───── PROVIDED MATERIAL
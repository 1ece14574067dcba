//! Input validation for work unit ids and prefixes.
//!
//! Ids have the form `PREFIX-NNN`: a prefix of 2-6 uppercase ASCII letters,
//! a dash, and a zero-padded decimal number. Ids are checked before they are
//! used as map keys or spliced into state columns.

use crate::errors::{Result, WorkflowError};

/// Shortest allowed prefix.
pub const MIN_PREFIX_LENGTH: usize = 2;

/// Longest allowed prefix.
pub const MAX_PREFIX_LENGTH: usize = 6;

/// Validates that a prefix is 2-6 uppercase ASCII letters.
///
/// # Examples
///
/// ```
/// use specflow::validation::validate_prefix;
///
/// assert!(validate_prefix("AUTH").is_ok());
/// assert!(validate_prefix("auth").is_err());
/// assert!(validate_prefix("A").is_err());
/// ```
pub fn validate_prefix(prefix: &str) -> Result<()> {
    let valid_length = (MIN_PREFIX_LENGTH..=MAX_PREFIX_LENGTH).contains(&prefix.len());
    let valid_chars = prefix.chars().all(|c| c.is_ascii_uppercase());

    if valid_length && valid_chars {
        Ok(())
    } else {
        Err(WorkflowError::InvalidPrefix {
            prefix: prefix.to_string(),
        })
    }
}

/// Split an id into its prefix and number, or `None` if it is malformed.
pub fn parse_work_unit_id(id: &str) -> Option<(&str, u32)> {
    let (prefix, number) = id.rsplit_once('-')?;
    validate_prefix(prefix).ok()?;
    if number.is_empty() || !number.chars().all(|c| c.is_ascii_digit()) {
        return None;
    }
    number.parse().ok().map(|n| (prefix, n))
}

/// Validates that an id has the `PREFIX-NNN` form.
pub fn validate_work_unit_id(id: &str) -> Result<()> {
    parse_work_unit_id(id)
        .map(|_| ())
        .ok_or_else(|| WorkflowError::InvalidId { id: id.to_string() })
}

/// Clap value parser for work unit id arguments.
///
/// ```ignore
/// #[arg(value_parser = clap_work_unit_id)]
/// id: String,
/// ```
pub fn clap_work_unit_id(s: &str) -> std::result::Result<String, String> {
    validate_work_unit_id(s).map_err(|e| e.to_string())?;
    Ok(s.to_string())
}

/// Clap value parser for prefix arguments.
pub fn clap_prefix(s: &str) -> std::result::Result<String, String> {
    validate_prefix(s).map_err(|e| e.to_string())?;
    Ok(s.to_string())
}
pub mod buffer;
pub mod classify;
pub mod error;
pub mod grid;
pub mod interp;
pub mod range;
pub mod sampler;
pub mod types;

pub use buffer::{VoxelBuffer, linear_index};
pub use classify::Threshold;
pub use error::{Result, VoxelFieldError};
pub use grid::Grid;
pub use range::scan_range;
pub use sampler::{Interpolation, Sampler};
pub use types::{Coord, FieldValue, Index3, Label, Point, SamplePoint, Vector};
──────────
YOUR INSTRUCTIONS:
Word for word, give the whole listing again.

ANSWER TO THIS TASK:
repository 1ece14574067dcba
//! Input validation for work unit ids and prefixes.
//!
//! Ids have the form `PREFIX-NNN`: a prefix of 2-6 uppercase ASCII letters,
//! a dash, and a zero-padded decimal number. Ids are checked before they are
//! used as map keys or spliced into state columns.

use crate::errors::{Result, WorkflowError};

/// Shortest allowed prefix.
pub const MIN_PREFIX_LENGTH: usize = 2;

/// Longest allowed prefix.
pub const MAX_PREFIX_LENGTH: usize = 6;

/// Validates that a prefix is 2-6 uppercase ASCII letters.
///
/// # Examples
///
/// ```
/// use specflow::validation::validate_prefix;
///
/// assert!(validate_prefix("AUTH").is_ok());
/// assert!(validate_prefix("auth").is_err());
/// assert!(validate_prefix("A").is_err());
/// ```
pub fn validate_prefix(prefix: &str) -> Result<()> {
    let valid_length = (MIN_PREFIX_LENGTH..=MAX_PREFIX_LENGTH).contains(&prefix.len());
    let valid_chars = prefix.chars().all(|c| c.is_ascii_uppercase());

    if valid_length && valid_chars {
        Ok(())
    } else {
        Err(WorkflowError::InvalidPrefix {
            prefix: prefix.to_string(),
        })
    }
}

/// Split an id into its prefix and number, or `None` if it is malformed.
pub fn parse_work_unit_id(id: &str) -> Option<(&str, u32)> {
    let (prefix, number) = id.rsplit_once('-')?;
    validate_prefix(prefix).ok()?;
    if number.is_empty() || !number.chars().all(|c| c.is_ascii_digit()) {
        return None;
    }
    number.parse().ok().map(|n| (prefix, n))
}

/// Validates that an id has the `PREFIX-NNN` form.
pub fn validate_work_unit_id(id: &str) -> Result<()> {
    parse_work_unit_id(id)
        .map(|_| ())
        .ok_or_else(|| WorkflowError::InvalidId { id: id.to_string() })
}

/// Clap value parser for work unit id arguments.
///
/// ```ignore
/// #[arg(value_parser = clap_work_unit_id)]
/// id: String,
/// ```
pub fn clap_work_unit_id(s: &str) -> std::result::Result<String, String> {
    validate_work_unit_id(s).map_err(|e| e.to_string())?;
    Ok(s.to_string())
}

/// Clap value parser for prefix arguments.
pub fn clap_prefix(s: &str) -> std::result::Result<String, String> {
    validate_prefix(s).map_err(|e| e.to_string())?;
    Ok(s.to_string())
}
pub mod buffer;
pub mod classify;
pub mod error;
pub mod grid;
pub mod interp;
pub mod range;
pub mod sampler;
pub mod types;

pub use buffer::{VoxelBuffer, linear_index};
pub use classify::Threshold;
pub use error::{Result, VoxelFieldError};
pub use grid::Grid;
pub use range::scan_range;
pub use sampler::{Interpolation, Sampler};
pub use types::{Coord, FieldValue, Index3, Label, Point, SamplePoint, Vector};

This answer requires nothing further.